En amont, les vastes plaines agricoles d'Estrémadure et de Castille-La Manche dépendent massivement de l'eau du Tage pour l'irrigation, notamment pour des cultures très gourmandes en eau comme le maïs ou les oliveraies intensives. Les agriculteurs espagnols, eux-mêmes étranglés par la sécheresse, exercent une pression immense sur leur gouvernement pour réduire les débits envoyés au voisin portugais. "Nos réservoirs sont à des niveaux critiques. C'est une question de survie pour nos exploitations", déclare un représentant du syndicat agricole ASAJA.
Pour le Portugal, la réduction du débit du Tage (Tejo en portugais) est une catastrophe. Elle menace non seulement l'approvisionnement en eau potable de la région de Lisbonne, mais aussi la production d'hydroélectricité, vitale pour le mix énergétique du pays, et la survie des écosystèmes fragiles de l'estuaire du Tage. Le gouvernement portugais accuse Madrid de gestion "égoïste et unilatérale" et a menacé de porter l'affaire devant la Cour de justice de l'Union européenne pour non-respect des traités et de la directive-cadre sur l'eau.
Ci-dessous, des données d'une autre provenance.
pub mod sink;

use std::collections::VecDeque;
use std::sync::Mutex;
use std::time::Duration;

use metrics::counter;
use tracing::{debug, trace};

use crate::buffer::BufferHandle;
use crate::error::Result;

pub use sink::{PreviewPool, SinkDispatcher, TunnelPresenter};

/// What a shown buffer carries
#[derive(Debug, Clone, Copy, PartialEq, Eq)]
pub enum SourceType {
    /// A live frame
    Capture,
    /// The full-screen "no signal" picture
    Signal,
}

/// Compositor side of the pipeline
pub trait DisplaySink: Send + Sync {
    /// Put `handle` on the window layer.
    fn show(&self, handle: BufferHandle, ratio: u32, source: SourceType) -> Result<()>;

    fn clear_area(&self) -> Result<()>;

    /// Queue a buffer on the tunnel.
    fn queue_tunnel(&self, handle: BufferHandle) -> Result<()>;

    /// Reclaim the oldest tunnel buffer the compositor has released.
    fn dequeue_tunnel(&self, timeout: Duration) -> Result<Option<BufferHandle>>;
}

/// Receiver of capture results in the buffer-producer topology
pub trait CaptureNotifier: Send + Sync {
    fn capture_complete(&self, buffer_id: u64, handle: BufferHandle);
}

/// Display that only records what it was asked to present.
///
/// Used when no compositor is attached; the tunnel releases buffers as soon
/// as they are dequeued.
#[derive(Default)]
pub struct LogDisplay {
    tunnel: Mutex<VecDeque<BufferHandle>>,
}

impl LogDisplay {
    pub fn new() -> Self {
        Self::default()
    }
}

impl DisplaySink for LogDisplay {
    fn show(&self, handle: BufferHandle, ratio: u32, source: SourceType) -> Result<()> {
        trace!(%handle, ratio, ?source, "show");
        counter!("hdmirx_display_frames").increment(1);
        Ok(())
    }

    fn clear_area(&self) -> Result<()> {
        debug!("clear display area");
        Ok(())
    }

    fn queue_tunnel(&self, handle: BufferHandle) -> Result<()> {
        self.tunnel
            .lock()
            .unwrap_or_else(|p| p.into_inner())
            .push_back(handle);
        counter!("hdmirx_display_frames").increment(1);
        Ok(())
    }

    fn dequeue_tunnel(&self, _timeout: Duration) -> Result<Option<BufferHandle>> {
        Ok(self
            .tunnel
            .lock()
            .unwrap_or_else(|p| p.into_inner())
            .pop_front())
    }
}

/// Notifier that logs each completed capture request
#[derive(Debug, Default)]
pub struct LogNotifier;

impl CaptureNotifier for LogNotifier {
    fn capture_complete(&self, buffer_id: u64, handle: BufferHandle) {
        debug!(buffer_id, %handle, "capture complete");
    }
}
Face à l'escalade, la diplomatie s'active en coulisses, avec la médiation de la Commission européenne. Plusieurs pistes sont sur la table, mais toutes sont complexes et coûteuses. Des discussions sont en cours pour réviser la convention d'Albufeira afin de la rendre plus flexible et adaptée à la réalité du changement climatique, en introduisant des clauses de sécheresse exceptionnelle.
Sur le plan technique, des investissements massifs sont nécessaires des deux côtés de la frontière : modernisation des systèmes d'irrigation pour réduire les pertes, développement du traitement et de la réutilisation des eaux usées, et construction de nouvelles usines de dessalement sur les côtes. Mais ces projets prennent du temps et leur financement est un sujet de discorde.
Conclusion Le conflit sur le Tage est un microcosme des défis qui attendent l'Europe dans un climat qui se réchauffe. Il montre que le changement climatique n'est plus seulement une question environnementale, mais un enjeu de sécurité nationale et de relations internationales, y compris au sein de l'UE. La capacité de l'Espagne et du Portugal à trouver un accord équitable et durable pour le partage d'une ressource de plus en plus rare sera un test crucial de la résilience et de la solidarité du projet européen. L'eau, source de vie, ne doit pas devenir une source de division sur le continent.